TG4’s new four-part cold case series Marú Inár Measc starts with shocking Kilkenny murder
THE hunger, among both viewers and broadcasters, for true crime documentaries shows no sign of easing up any time soon.
Bombastic multi-part true crime documentaries are now as important a subscriber magnet for Netflix as its library of movies or lavishly produced drama series. Broadcasting behemoth Sky created a whole channel, Sky Crime, dedicated to true crime.
In recent years, even HBO, which used to be all about prestige dramas and daring comedies that wouldn’t be made by any other broadcaster, has got in on the true crime act.
Meanwhile, the British terrestrial broadcasters are churning out considerably more true crime series than ever before.
Leave it to TG4 to come up with a rather different spin on the genre with its new four-part cold case series Marú Inár Measc (Murderers Among Us).
There was nothing lurid or sensationalist about the opening episode, which looked at the murder of Ann “Nancy” Smyth in Kilkenny in 1987. The approach of the programme-makers was low-key, the tone of the interviewees – who included Nancy’s neighbours, friends, family members and the gardaí who investigated the case – a mixture of melancholy and quiet relief.
Nancy, a 69-year-old widow with no children who lived alone (her husband Dick, who kept and raced pigeons, died a year before she was murdered), was well-known and well-liked around Kilkenny, which at the time, said one contributor, was more akin to a large town than a city.
She enjoyed socialising and had been out for a drink with some friends in the pigeon-fancying fraternity the night she was killed. She was found dead in the fire that destroyed her small cottage on Wolfe Tone Street.

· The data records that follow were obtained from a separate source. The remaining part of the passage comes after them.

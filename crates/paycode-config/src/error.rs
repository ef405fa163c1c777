//! # Config Error Types
//!
//! ```text
//! ┌─────────────────────────────────────────────────────────────────────────┐
//! │                      Config Error Categories                            │
//! │                                                                         │
//! │  ┌─────────────────┐  ┌─────────────────┐  ┌─────────────────────────┐ │
//! │  │      File       │  │     Format      │  │      Validation         │ │
//! │  │                 │  │                 │  │                         │ │
//! │  │  Io             │  │  Parse          │  │  InvalidConfig          │ │
//! │  │  SaveFailed     │  │  Serialize      │  │  Codec (palette/color)  │ │
//! │  └─────────────────┘  └─────────────────┘  └─────────────────────────┘ │
//! └─────────────────────────────────────────────────────────────────────────┘
//! ```

use paycode_core::{CodecError, ColorError};
use thiserror::Error;

/// Result type alias for config operations.
pub type ConfigResult<T> = Result<T, ConfigError>;

/// Everything that can go wrong loading or saving `paycode.toml`.
#[derive(Debug, Error)]
pub enum ConfigError {
    /// A value is present but unusable.
    #[error("Invalid configuration: {0}")]
    InvalidConfig(String),

    /// No path given and no per-user config directory could be determined.
    #[error("Failed to save config: {0}")]
    SaveFailed(String),

    #[error("I/O error: {0}")]
    Io(String),

    #[error("Failed to parse config: {0}")]
    Parse(String),

    #[error("Failed to serialize config: {0}")]
    Serialize(String),

    /// Palette or color rejected by the codec.
    #[error("Codec error: {0}")]
    Codec(#[from] CodecError),
}

impl From<std::io::Error> for ConfigError {
    fn from(err: std::io::Error) -> Self {
        ConfigError::Io(err.to_string())
    }
}

impl From<toml::de::Error> for ConfigError {
    fn from(err: toml::de::Error) -> Self {
        ConfigError::Parse(err.to_string())
    }
}

impl From<toml::ser::Error> for ConfigError {
    fn from(err: toml::ser::Error) -> Self {
        ConfigError::Serialize(err.to_string())
    }
}

impl From<ColorError> for ConfigError {
    fn from(err: ColorError) -> Self {
        ConfigError::Codec(err.into())
    }
}

#[cfg(test)]
mod tests {
    use super::*;

    #[test]
    fn test_codec_errors_convert() {
        let err: ConfigError = ColorError::PaletteTooLarge { len: 40, max: 36 }.into();
        assert!(matches!(err, ConfigError::Codec(CodecError::Color(_))));
        assert_eq!(
            err.to_string(),
            "Codec error: Color error: palette has 40 colors, at most 36 are addressable"
        );
    }

    #[test]
    fn test_toml_errors_convert() {
        let parse_err = toml::from_str::<toml::Value>("= nope").unwrap_err();
        let err: ConfigError = parse_err.into();
        assert!(matches!(err, ConfigError::Parse(_)));
    }
}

At first, it was thought the fire was a tragedy and that Nancy had died from smoke inhalation. But when her nephew, Des Murphy, went to the morgue to identify her body, he noticed marks on her neck. Nancy had been strangled.

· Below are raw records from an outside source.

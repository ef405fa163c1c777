//! # Payment Code
//!
//! The full scanned string: an opaque payment token followed by an optional
//! preferences suffix.
//!
//! ## Scan Workflow
//! ```text
//! ┌─────────────────────────────────────────────────────────────────────────┐
//! │  Scanner reads "4F7A9C21E0B3030027LU"                                   │
//! │       │                                                                 │
//! │       ▼                                                                 │
//! │  parse_color(table, code) ← THIS MODULE                                │
//! │       │                                                                 │
//! │       ├── empty code?        → table.default_color()                   │
//! │       ├── no LU suffix?      → table.default_color()                   │
//! │       ├── index not in table → table.default_color()                   │
//! │       │                                                                 │
//! │       └── index 7 → table.resolve(7) → card background color           │
//! │                                                                         │
//! │  The token prefix is never inspected. The suffix is found from the     │
//! │  end of the string by its fixed width and sentinel alone.              │
//! └─────────────────────────────────────────────────────────────────────────┘
//! ```

use tracing::debug;

use crate::color::{Color, ColorIndex, ColorTable, COLOR_UNKNOWN};
use crate::error::{DecodeError, EncodeError};
use crate::preferences::{self, Preferences, LAYOUTS, SENTINEL};
use crate::tip::TipValue;

/// Outer code versions. This family has only ever shipped one, so every
/// non-empty code classifies as [`CodeVersion::V1`].
#[derive(Debug, Clone, Copy, PartialEq, Eq, Hash)]
pub enum CodeVersion {
    V1,
}

/// Classifies a full payment code.
pub fn code_version(_code: &str) -> CodeVersion {
    CodeVersion::V1
}

/// Resolves the display color for a scanned code. Never fails.
///
/// ## Example
/// ```rust
/// use paycode_core::color::{Color, ColorTable, Palette};
/// use paycode_core::payment_code::parse_color;
///
/// let palette = Palette::new(vec![Color::rgb(255, 0, 0)], Color::rgb(0, 0, 0)).unwrap();
///
/// assert_eq!(parse_color(&palette, "TOKEN030020LU"), Color::rgb(255, 0, 0));
/// assert_eq!(parse_color(&palette, "TOKEN"), palette.default_color());
/// assert_eq!(parse_color(&palette, ""), palette.default_color());
/// ```
pub fn parse_color<T: ColorTable + ?Sized>(color_table: &T, code: &str) -> Color {
    if code.is_empty() {
        return color_table.default_color();
    }

    let index = match code_version(code) {
        CodeVersion::V1 => preferences::decode_color(code),
    };

    resolve_index(color_table, index).unwrap_or_else(|| {
        debug!(index, "Falling back to default color");
        color_table.default_color()
    })
}

fn resolve_index<T: ColorTable + ?Sized>(color_table: &T, index: ColorIndex) -> Option<Color> {
    if index == COLOR_UNKNOWN {
        return None;
    }
    u32::try_from(index).ok().and_then(|i| color_table.resolve(i))
}

/// Appends a current-version preferences suffix to `data`.
///
/// Empty `data` comes back unchanged: there is no token to decorate.
///
/// ## Example
/// ```rust
/// use paycode_core::payment_code::encode_code;
/// use paycode_core::tip::TipValue;
///
/// let tip = TipValue::percentage(2).unwrap();
/// assert_eq!(encode_code("4F7A9C", 7, &tip).unwrap(), "4F7A9C030027LU");
/// assert_eq!(encode_code("", 7, &tip).unwrap(), "");
/// ```
pub fn encode_code(
    data: &str,
    color_index: ColorIndex,
    tip: &TipValue,
) -> Result<String, EncodeError> {
    if data.is_empty() {
        return Ok(String::new());
    }

    let suffix = preferences::encode(color_index, tip)?;
    Ok(format!("{data}{suffix}"))
}

/// Splits a code into its token and a suffix-shaped tail.
///
/// The tail is returned when the code is long enough for a suffix and ends
/// with the sentinel; it is not otherwise validated. Codes without one come
/// back whole as the token.
pub fn split_code(code: &str) -> (&str, Option<&str>) {
    let suffix_len = LAYOUTS[0].total_len();
    if code.len() < suffix_len || !code.ends_with(SENTINEL) {
        return (code, None);
    }

    let split = code.len() - suffix_len;
    match (code.get(..split), code.get(split..)) {
        (Some(token), Some(suffix)) => (token, Some(suffix)),
        _ => (code, None),
    }
}

/// Strictly decodes the preferences carried by a full code.
pub fn parse_preferences(code: &str) -> Result<Preferences, DecodeError> {
    match split_code(code) {
        (_, Some(suffix)) => preferences::decode(suffix),
        (_, None) => Err(DecodeError::Malformed(format!(
            "code does not end in a {SENTINEL}-terminated suffix"
        ))),
    }
}

// =============================================================================
// Unit Tests
// =============================================================================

Her killer, a nasty piece of work called John Joe Malone, who, in the familiar parlance, was “known to the gardaí”, was the chief suspect from the start. He was known to be hostile towards Nancy (something to do with an argument over pigeons and a particular trophy in her home), and he’d been seen and heard arguing with her on the night of her death.
But with no forensic evidence to link Malone to the murder, gardaí had no choice but to release him without charge. It would take 30 years, a television appeal and a relaunched investigation for him to be arrested, tried, convicted and sentenced to life on the strength of witness testimonies.
In a sense, describing the murder as a cold case is misleading. The trail was very much red-hot from the beginning. Everybody in the community knew Malone had murdered Nancy, and everybody was appalled at the idea that he was walking around a free man, going in and out of pubs and shops as if nothing had happened.
The bottom line appears to be they were all too afraid of him to come forward. As time wore on, there was a reluctance to even talk about Nancy’s murder. "It was as if Kilkenny city had gone cold,” said one contributor.
Geraldine Brennan, one of Nancy’s neighbours, witnessed Malone banging his fists on the door and windows of her home in the hours before her death. At the time, however, her mother told her not to say anything about this to the gardaí, for fear of being dragged into it and having to appear on the witness stand.
The fear that Malone would be brought to trial only to be found not guilty seemed to paralyse people. “A lot of people said, ‘If he gets off, he’ll come after you’,” said Geraldine.
She wasn’t the only person who kept quiet. It transpired that Malone had privately confessed to murdering Nancy to a number of people over the years, including his brother, fellow members of a Presbyterian bible group he’d joined and his friend Jude Curran, who told the programme: “I was afraid he might petrol bomb my house.”
It’s easy, at this remove, to be judgmental. But those people’s fears are perhaps understandable. During his trial in 2017, Malone had his bail revoked for threatening an 81-year-old woman who was due to give evidence against him a few days later.